## PROBLEM DESCRIPTION
Using the records below, write out the line with "let cost_p_value = match" and each line after it through the final one, exactly, and only those.

## DATASET
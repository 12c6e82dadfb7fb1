//! inversion::diagnostics — gain, averaging kernel, cost, and retrieval
//! uncertainty at the terminal state.
//!
//! Purpose
//! -------
//! Quantify how the retrieved state relates to the measurement and the
//! prior once the iteration has stopped. These quantities are optional:
//! callers asking for `OutputMode::Basic` never pay for them.
//!
//! Key behaviors
//! -------------
//! - [`gain`]: `pinv(J)` for both Newton variants, `Ŝ·JᵗSe⁻¹` for OE.
//! - [`averaging_kernel`]: identity for both Newton variants, `G·J` for OE.
//! - [`cost`]: `rᵗr` (Newton), `rᵗSe⁻¹r` (NewtonSe),
//!   `(xa − x)ᵗSa⁻¹(xa − x) + rᵗSe⁻¹r` (OE).
//! - [`retrieval_covariance`]: `(JᵗJ)⁻¹`, `(JᵗSe⁻¹J)⁻¹`, or
//!   `(Sa⁻¹ + JᵗSe⁻¹J)⁻¹` by method.
//! - [`diagnose`]: bundle the above together with the degrees of freedom
//!   for signal, per-component standard deviations, and a χ² p-value of
//!   the cost.
//!
//! Invariants & assumptions
//! ------------------------
//! - Inputs are taken at the terminal state and have been shape-checked by
//!   the engine.
//! - The χ² p-value uses `m` degrees of freedom and is only reported for
//!   covariance-weighted costs (`NewtonSe`, `OE`); an unweighted `rᵗr`
//!   has no reference distribution.
//!
//! Testing notes
//! -------------
//! - Unit tests cover each cost branch, the identity kernel of the Newton
//!   variants, `trace(A)` for OE, and the p-value range.
use crate::inversion::{
    errors::InvResult,
    linalg::{identity, invert, left_pseudo_inverse, quadratic_form, weighted_normal},
    options::Method,
    types::{Covariance, Gain, Jacobian, MeasVec, StateVec},
};
use statrs::distribution::{ChiSquared, ContinuousCDF};

/// Diagnostic quantities at the terminal state.
///
/// - `gain`: `n × m` map from residual to state correction.
/// - `averaging_kernel`: `n × n` sensitivity of the retrieval to the truth.
/// - `cost`: scalar goodness of fit.
/// - `dof_signal`: `trace(averaging_kernel)`.
/// - `retrieval_std`: `sqrt(diag(Ŝ))`.
/// - `cost_p_value`: `P(χ²ₘ > cost)` for `NewtonSe` / `OE`, `None` for `Newton`.
#[derive(Debug, Clone, PartialEq)]
pub struct Diagnostics {
    pub gain: Gain,
    pub averaging_kernel: Covariance,
    pub cost: f64,
    pub dof_signal: f64,
    pub retrieval_std: StateVec,
    pub cost_p_value: Option<f64>,
}

/// Scalar cost of `method` at `state`.
///
/// `sei` is ignored for `Newton`; `sai` and `prior` only enter for `OE`.
pub fn cost(
    method: Method, residual: &MeasVec, sei: &Covariance, sai: &Covariance, state: &StateVec, prior: &StateVec,
) -> f64 {
    match method {
        Method::Newton => residual.dot(residual),
        Method::NewtonSe => quadratic_form(residual, sei),
        Method::OptimalEstimation => {
            let prior_offset = prior - state;
            quadratic_form(&prior_offset, sai) + quadratic_form(residual, sei)
        }
    }
}

/// Gain matrix of `method`.
///
/// # Errors
/// `SingularMatrix` (`"JᵗJ"`) for the Newton variants.
pub fn gain(method: Method, jacobian: &Jacobian, sei: &Covariance, retrieval_cov: &Covariance) -> InvResult<Gain> {
    match method {
        Method::Newton | Method::NewtonSe => left_pseudo_inverse(jacobian),
        Method::OptimalEstimation => Ok(retrieval_cov.dot(&jacobian.t()).dot(sei)),
    }
}

/// Averaging kernel of `method`.
pub fn averaging_kernel(method: Method, gain: &Gain, jacobian: &Jacobian) -> Covariance {
    match method {
        Method::Newton | Method::NewtonSe => identity(jacobian.ncols()),
        Method::OptimalEstimation => gain.dot(jacobian),
    }
}

/// Retrieval-error covariance `Ŝ` of `method` at the given Jacobian.
///
/// # Errors
/// `SingularMatrix` when the method's precision matrix is not invertible.
pub fn retrieval_covariance(
    method: Method, jacobian: &Jacobian, sei: &Covariance, sai: &Covariance,
) -> InvResult<Covariance> {
    match method {
        Method::Newton => invert(&jacobian.t().dot(jacobian), "JᵗJ"),
        Method::NewtonSe => invert(&weighted_normal(jacobian, sei), "JᵗSe⁻¹J"),
        Method::OptimalEstimation => invert(&(sai + &weighted_normal(jacobian, sei)), "Sa⁻¹ + JᵗSe⁻¹J"),
    }
}

/// diagnose — assemble [`Diagnostics`] at the terminal state.
///
/// Parameters
/// ----------
/// - `method`: inversion method.
/// - `jacobian`, `residual`: terminal Jacobian and `f(x) − y`.
/// - `sei`, `sai`, `state`, `prior`: as passed to [`cost`].
/// - `retrieval_cov`: `Ŝ` at the terminal state (last step byproduct or
///   [`retrieval_covariance`]).
///
/// Errors
/// ------
/// - `SingularMatrix` from [`gain`].
#[allow(clippy::too_many_arguments)]
pub fn diagnose(
    method: Method, jacobian: &Jacobian, residual: &MeasVec, sei: &Covariance, sai: &Covariance, state: &StateVec,
    prior: &StateVec, retrieval_cov: &Covariance,
) -> InvResult<Diagnostics> {
    let gain = gain(method, jacobian, sei, retrieval_cov)?;
    let averaging_kernel = averaging_kernel(method, &gain, jacobian);
    let cost = cost(method, residual, sei, sai, state, prior);
    let dof_signal = averaging_kernel.diag().sum();
    let retrieval_std = retrieval_cov.diag().mapv(|v| v.max(0.0).sqrt());
    let cost_p_value = match method {
        Method::Newton => None,
        Method::NewtonSe | Method::OptimalEstimation => chi_squared_p_value(cost, residual.len()),
    };
    Ok(Diagnostics { gain, averaging_kernel, cost, dof_signal, retrieval_std, cost_p_value })
}

// ---- Helper methods ----

/// `P(χ²_dof > stat)`, `None` when the distribution is undefined.
fn chi_squared_p_value(stat: f64, dof: usize) -> Option<f64> {
    let dist = ChiSquared::new(dof as f64).ok()?;
    stat.is_finite().then(|| 1.0 - dist.cdf(stat.max(0.0)))
}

## RESPONSE
    let cost_p_value = match method {
        Method::Newton => None,
        Method::NewtonSe | Method::OptimalEstimation => chi_squared_p_value(cost, residual.len()),
    };
    Ok(Diagnostics { gain, averaging_kernel, cost, dof_signal, retrieval_std, cost_p_value })
}

// ---- Helper methods ----

/// `P(χ²_dof > stat)`, `None` when the distribution is undefined.
fn chi_squared_p_value(stat: f64, dof: usize) -> Option<f64> {
    let dist = ChiSquared::new(dof as f64).ok()?;
    stat.is_finite().then(|| 1.0 - dist.cdf(stat.max(0.0)))
}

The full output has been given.